Up to 1% of net patient revenue is lost because of errors related to charge capture.

 Depiction of the different factors that go into the cost of healthcare.

3) Miss-coding and documentation fraught with errors  

Coders rely on dictation and charge entry from multiple sources — the EHR, physicians, clinicians and other journal entries — making the risk of human error high. Estimates show as much as 80% of healthcare bills contain an error.

4) The need for scrubbing claims to avoid denials

There are hundreds of insurance carriers with thousands of plans, all with different rules. Having a claims scrubber in place enables a provider to ensure the claim will be submitted clean and has all the necessary elements for payment. These edits need to be updated frequently to reflect the ever-changing payer environment.

One in every ten claims will deny for some sort of claim edit.

Doctor reading correspondence

5) Taking time to adjudicate final claims

Taking time to identify and correct missed charges, denials and underpayments often lead to claims being paid faster.

One in five claims have missed charges or aren’t paid properly.

The average 350-bed hospital may be leaving $22 million on the table by focusing on cutting costs over optimizing revenue cycle processes.

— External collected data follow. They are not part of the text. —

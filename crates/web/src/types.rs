//! HTTP Request/Response Types
//!
//! Form fields keep the names the HTML form posts; JSON bodies belong to
//! the `/api/v1` endpoints.

use mqscgen_core::application::GenerateRequest;
use mqscgen_core::domain::{Feedback, ObjectType};
use serde::{Deserialize, Serialize};

/// `POST /` - form submission
#[derive(Debug, Default, Deserialize)]
pub struct SubmitForm {
    #[serde(default)]
    pub mq_object_type: String,
    #[serde(default)]
    pub names: String,
    #[serde(default)]
    pub qmgr_name: String,
}

impl From<&SubmitForm> for GenerateRequest {
    fn from(form: &SubmitForm) -> Self {
        GenerateRequest::from_text(&form.mq_object_type, &form.names, &form.qmgr_name)
    }
}

/// Names as a list or as newline-separated text
#[derive(Debug, Deserialize)]
#[serde(untagged)]
pub enum NamesInput {
    List(Vec<String>),
    Text(String),
}

impl NamesInput {
    pub fn into_lines(self) -> Vec<String> {
        match self {
            NamesInput::List(names) => names,
            NamesInput::Text(text) => text.lines().map(str::to_string).collect(),
        }
    }
}

/// `POST /api/v1/generate`
#[derive(Debug, Deserialize)]
pub struct ApiGenerateRequest {
    pub object_type: String,
    pub names: NamesInput,
    #[serde(default)]
    pub qmgr_name: String,
}

impl From<ApiGenerateRequest> for GenerateRequest {
    fn from(req: ApiGenerateRequest) -> Self {
        GenerateRequest {
            object_type: req.object_type,
            names: req.names.into_lines(),
            qmgr_name: req.qmgr_name,
        }
    }
}

#[derive(Debug, Clone, Serialize)]
pub struct ApiGenerateResponse {
    pub ok: bool,
    /// Rendered script text, absent when any name was rejected
    pub script: Option<String>,
    pub commands: Vec<String>,
    pub feedback: Vec<Feedback>,
}

/// `GET /api/v1/object-types`
#[derive(Debug, Clone, Serialize)]
pub struct ObjectTypeInfo {
    pub label: &'static str,
    pub max_name_length: usize,
    pub template: &'static str,
}

impl From<ObjectType> for ObjectTypeInfo {
    fn from(kind: ObjectType) -> Self {
        Self {
            label: kind.label(),
            max_name_length: kind.max_name_length(),
            template: kind.template(),
        }
    }
}
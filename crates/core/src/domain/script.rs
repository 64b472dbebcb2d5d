// Script Domain Model

use super::object_type::ObjectType;
use serde::{Deserialize, Serialize};

/// Download file name for accumulated scripts
pub const DOWNLOAD_FILE_NAME: &str = "output.mqsc";

/// One generated script block (one successful submission)
#[derive(Debug, Clone, PartialEq, Eq, Serialize, Deserialize)]
pub struct Script {
    pub object_type: ObjectType,
    pub qmgr_name: String,
    /// Validated, deduplicated object names in submission order
    pub names: Vec<String>,
}

impl Script {
    pub fn new(object_type: ObjectType, qmgr_name: impl Into<String>, names: Vec<String>) -> Self {
        Self {
            object_type,
            qmgr_name: qmgr_name.into(),
            names,
        }
    }

    /// Comment line opening the block
    pub fn header(&self) -> String {
        format!("* ********** {} **********", self.object_type)
    }

    /// `DEFINE` commands, one per name
    pub fn commands(&self) -> impl Iterator<Item = String> + '_ {
        self.names.iter().map(move |name| {
            self.object_type
                .render(&format!("{}.{}", self.qmgr_name, name))
        })
    }

    /// Script text as shown and downloaded.
    ///
    /// Starts with a blank line so concatenated blocks stay visually apart;
    /// every line, the last included, ends with `\n`.
    pub fn text(&self) -> String {
        let mut text = format!("\n{}\n", self.header());
        for command in self.commands() {
            text.push_str(&command);
            text.push('\n');
        }
        text
    }
}

/// Join session scripts into the downloadable artifact
pub fn concatenate(scripts: &[Script]) -> String {
    scripts
        .iter()
        .map(Script::text)
        .collect::<Vec<_>>()
        .join("\n")
}
// MQSC Generator Infrastructure - In-memory Adapter
// Implements: SessionStore, SessionMaintenance

mod maintenance_impl;
mod session_store;

pub use session_store::InMemorySessionStore;
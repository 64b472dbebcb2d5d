// Shutdown Token

use tokio::sync::watch;

/// Shutdown signal for graceful termination of background tasks
#[derive(Clone)]
pub struct ShutdownToken {
    rx: watch::Receiver<bool>,
}

impl ShutdownToken {
    /// Resolves once shutdown is signalled (or the sender is dropped)
    pub async fn wait(&mut self) {
        loop {
            let requested = *self.rx.borrow_and_update();
            if requested || self.rx.changed().await.is_err() {
                return;
            }
        }
    }
}

/// Shutdown sender
pub struct ShutdownSender {
    tx: watch::Sender<bool>,
}

impl ShutdownSender {
    pub fn shutdown(&self) {
        let _ = self.tx.send(true);
    }
}

/// Create a shutdown channel
pub fn shutdown_channel() -> (ShutdownSender, ShutdownToken) {
    let (tx, rx) = watch::channel(false);
    (ShutdownSender { tx }, ShutdownToken { rx })
}
// Generate Use Case

use crate::domain::{validate_name, DomainError, NameViolation, ObjectType, Script};
use serde::{Deserialize, Serialize};
use std::collections::HashSet;

/// Generate request, one per form submission
#[derive(Debug, Clone, Serialize, Deserialize)]
pub struct GenerateRequest {
    /// Object type label, e.g. "Local Queue"
    pub object_type: String,
    /// Raw name candidates, one per line
    pub names: Vec<String>,
    pub qmgr_name: String,
}

impl GenerateRequest {
    /// Build a request from the form's newline-separated `names` text
    pub fn from_text(
        object_type: impl Into<String>,
        names: &str,
        qmgr_name: impl Into<String>,
    ) -> Self {
        Self {
            object_type: object_type.into(),
            names: names.lines().map(str::to_string).collect(),
            qmgr_name: qmgr_name.into(),
        }
    }
}

/// Request-level checks that short-circuit before any name is validated.
///
/// Blank names win over a blank QMGR name, which wins over an unknown type.
/// The object type must match a label exactly.
pub fn validate_request(req: &GenerateRequest) -> Result<(ObjectType, String), DomainError> {
    if req.names.iter().all(|name| name.trim().is_empty()) {
        return Err(DomainError::BlankNames);
    }

    let qmgr_name = req.qmgr_name.trim();
    if qmgr_name.is_empty() {
        return Err(DomainError::BlankQmgrName);
    }

    let object_type = req.object_type.parse::<ObjectType>()?;

    Ok((object_type, qmgr_name.to_string()))
}

/// Validate and render the candidates of one submission.
///
/// All-or-nothing: any violation discards every accepted name. Duplicates
/// collapse to their first occurrence.
pub fn generate_script<S: AsRef<str>>(
    candidates: &[S],
    object_type: ObjectType,
    qmgr_name: &str,
) -> Result<Script, Vec<NameViolation>> {
    let mut violations = Vec::new();
    let mut seen = HashSet::new();
    let mut accepted = Vec::new();

    for name in candidates
        .iter()
        .map(|candidate| candidate.as_ref().trim())
        .filter(|name| !name.is_empty())
    {
        match validate_name(name, object_type) {
            Ok(()) => {
                if seen.insert(name) {
                    accepted.push(name.to_string());
                }
            }
            Err(violation) => violations.push(violation),
        }
    }

    if !violations.is_empty() {
        return Err(violations);
    }

    Ok(Script::new(object_type, qmgr_name, accepted))
}

/// Execute generate use case (pure, no session side effects)
pub fn execute(req: &GenerateRequest) -> Result<Script, DomainError> {
    let (object_type, qmgr_name) = validate_request(req)?;

    generate_script(req.names.as_slice(), object_type, &qmgr_name)
        .map_err(DomainError::InvalidNames)
}
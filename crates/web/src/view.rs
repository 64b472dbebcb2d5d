//! HTML page

use askama::Template;
use mqscgen_core::domain::{Feedback, ObjectType, Script};

pub struct TypeOption {
    pub label: &'static str,
    pub selected: bool,
}

/// Values echoed back into the form
#[derive(Debug, Default, Clone)]
pub struct FormValues {
    pub object_type: String,
    pub names: String,
    pub qmgr_name: String,
}

#[derive(Template)]
#[template(path = "index.html")]
pub struct IndexPage {
    pub options: Vec<TypeOption>,
    pub form: FormValues,
    pub flashes: Vec<Feedback>,
    pub scripts: Vec<String>,
}

impl IndexPage {
    pub fn new(form: FormValues, flashes: Vec<Feedback>, scripts: &[Script]) -> Self {
        let options = ObjectType::ALL
            .into_iter()
            .map(|kind| TypeOption {
                label: kind.label(),
                selected: kind.label() == form.object_type,
            })
            .collect();

        Self {
            options,
            form,
            flashes,
            scripts: scripts.iter().map(Script::text).collect(),
        }
    }
}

Partnering with the Right Vendor for Automation

The white paper references a Healthcare Black Book survey revealing that "nearly all (98%) of hospital leaders are considering partnering with an outside vendor to improve cost efficiencies." TransUnion recommends the following:

Look for partners with technology-driven solutions that combine data, analytics and workflow, allowing accounts to be worked faster and at a lower cost to collect — even small balance accounts and those difficult to resolve.

When examining the challenges above, it is clear that there is a need to automate the processes, removing the human errors that are plaguing RCM.

To do this, healthcare providers and RCM outsourcers need to align with technology-driven partners, leveraging innovative technologies like Artificial Intelligence to automate RCM Processes such as processing paper remits and EOBs. This path will eliminate the errors plaguing patient claims, providing clean, accurate data that will not only streamline the process to increase revenue, but can also be leveraged for downstream business intelligence systems.